Она положила голову ему на плечо.
– Как, Володя, с тобой спокойно, хорошо.
– Пойдем в штаб? Иначе продует тебя всю, ладони вон как ледышки!
– Нет, любимый. Я увидела тебя и убедилась, что между нами ничего не изменилось. Поэтому сейчас пойду домой, а завтра… Завтра при всех встречу тебя после наряда, и мы вместе пойдем к тебе, в общежитие. Надеюсь, Антон поймет и найдет себе временное пристанище? Пусть весь гарнизон узнает, что я люблю тебя и ушла от Крамаренко. Хватит прятаться, а то сами даем повод обсуждать нас. А потом снимем в поселке комнату, пока я разведусь с мужем. Если ты, конечно, не против всего этого?
– Я? Против? Да ты что? Ты умница, Вера, и я буду как никогда ждать окончания дежурства.
Вера поднялась.
– Я провожу, – предложил Бережной.
– Не надо. Дойду сама, у тебя служба. И прошу тебя, Володя, выбрось из головы то, что тебе наговорил Крамаренко. Не верь никому, кроме собственного сердца. Оно не солжет! Спокойно провести тебе наряд, любимый.
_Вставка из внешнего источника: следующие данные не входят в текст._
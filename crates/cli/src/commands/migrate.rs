use crate::commands::CommandResult;
use atelier_core::config::{AppConfig, LoadOptions};
use atelier_db::{connect_with_settings, migrations, DbPool};
use serde_json::json;

pub fn run() -> CommandResult {
    let config = match AppConfig::load(LoadOptions::default()) {
        Ok(config) => config,
        Err(error) => {
            return CommandResult::failure(
                "migrate",
                "config_validation",
                format!("configuration issue: {error}"),
                2,
            );
        }
    };

    let runtime = match tokio::runtime::Builder::new_current_thread().enable_all().build() {
        Ok(runtime) => runtime,
        Err(error) => {
            return CommandResult::failure(
                "migrate",
                "runtime_init",
                format!("failed to initialize async runtime: {error}"),
                3,
            );
        }
    };

    let result = runtime.block_on(async {
        let pool = connect_with_settings(
            &config.database.url,
            config.database.max_connections,
            config.database.timeout_secs,
        )
        .await
        .map_err(|error| ("db_connectivity", error.to_string(), 4u8))?;
        let before = applied_versions(&pool).await;
        migrations::run_pending(&pool)
            .await
            .map_err(|error| ("migration", error.to_string(), 5u8))?;
        let after = applied_versions(&pool).await;
        pool.close().await;
        Ok::<_, (&'static str, String, u8)>((before.len(), after))
    });

    match result {
        Ok((previously_applied, applied)) => {
            let newly_applied = applied.len().saturating_sub(previously_applied);
            let message = format!(
                "applied {newly_applied} pending migrations ({} total)",
                applied.len()
            );
            CommandResult::with_data("migrate", message, Some(json!({ "applied": applied })))
        }
        Err((error_class, message, exit_code)) => {
            CommandResult::failure("migrate", error_class, message, exit_code)
        }
    }
}

/// Versions recorded by the migrator; empty before the first run.
async fn applied_versions(pool: &DbPool) -> Vec<i64> {
    sqlx::query_scalar::<_, i64>("SELECT version FROM _sqlx_migrations ORDER BY version")
        .fetch_all(pool)
        .await
        .unwrap_or_default()
}
//! Wire types for the Qdrant REST API.

use serde::Deserialize;
use serde_json::{Map, Value};

#[derive(Deserialize)]
pub(crate) struct CollectionInfoResponse {
    pub(crate) result: CollectionInfo,
}

#[derive(Deserialize)]
pub(crate) struct CollectionInfo {
    #[serde(default)]
    pub(crate) config: Option<CollectionConfig>,
}

#[derive(Deserialize)]
pub(crate) struct CollectionConfig {
    pub(crate) params: CollectionParams,
}

#[derive(Deserialize)]
pub(crate) struct CollectionParams {
    #[serde(default)]
    pub(crate) vectors: Option<VectorParams>,
}

#[derive(Deserialize)]
pub(crate) struct VectorParams {
    #[serde(default)]
    pub(crate) size: Option<usize>,
}

impl CollectionInfo {
    /// Vector size of the collection's unnamed vector, if reported.
    pub(crate) fn vector_size(&self) -> Option<usize> {
        self.config
            .as_ref()
            .and_then(|config| config.params.vectors.as_ref())
            .and_then(|vectors| vectors.size)
    }
}

#[derive(Deserialize)]
pub(crate) struct QueryResponse {
    pub(crate) result: QueryResponseResult,
}

#[derive(Deserialize)]
#[serde(untagged)]
pub(crate) enum QueryResponseResult {
    Points(Vec<QueryPoint>),
    Object {
        #[serde(default)]
        points: Vec<QueryPoint>,
    },
}

impl QueryResponseResult {
    pub(crate) fn into_points(self) -> Vec<QueryPoint> {
        match self {
            Self::Points(points) | Self::Object { points } => points,
        }
    }
}

#[derive(Deserialize)]
pub(crate) struct QueryPoint {
    pub(crate) id: Value,
    pub(crate) score: f32,
    #[serde(default)]
    pub(crate) payload: Option<Map<String, Value>>,
}

/// Render a Qdrant point id (UUID string, integer, or `{ "uuid": .. }`) as text.
pub(crate) fn stringify_point_id(id: Value) -> String {
    match id {
        Value::String(text) => text,
        Value::Number(number) => number.to_string(),
        Value::Object(map) => match map.get("uuid") {
            Some(Value::String(uuid)) => uuid.clone(),
            Some(other) => other.to_string(),
            None => Value::Object(map).to_string(),
        },
        Value::Null => String::new(),
        other => other.to_string(),
    }
}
– Спокойной ночи, Вера! Я люблю тебя!
Она кивнула головой и, кутаясь в светлый плащ, стала удаляться в темноту военного городка.
ГЛАВА ПЯТНАДЦАТАЯ
А в ноль часов вновь раздались выстрелы снайпера. На этот раз стрелок бил по парку боевых машин. Было произведено два выстрела, которые, как и прежние, ушли в «молоко». И вновь объявление тревоги, вновь ночная зачистка, на этот раз силами милиции. И вновь брошенная винтовка и две еще теплые гильзы. Больше никаких следов! Пытались использовать кинолога с собакой, но рассыпанная вокруг позиции хлорка не дала сделать это. В то же время, по докладам постов наблюдения милиции, за весь день после митинга лагерь покинуло всего несколько семей, как положено, зарегистрировавшихся на блокпосту и вернувшихся через несколько часов с покупками местного рынка. Больше никто и нигде даже не пытался покинуть лагерь. Напрашивался вывод, что либо стрелок использовал время митинга для ухода из лагеря, или он к беженцам отношения не имел и обитал где-то в степи. И вновь всех удивила бесполезность действий снайпера. Он не бил по людям, а делал выстрелы в сторону войсковой части произвольно. И это было непонятно. Для чего снайпер делает это? Ответа на данный вопрос не было.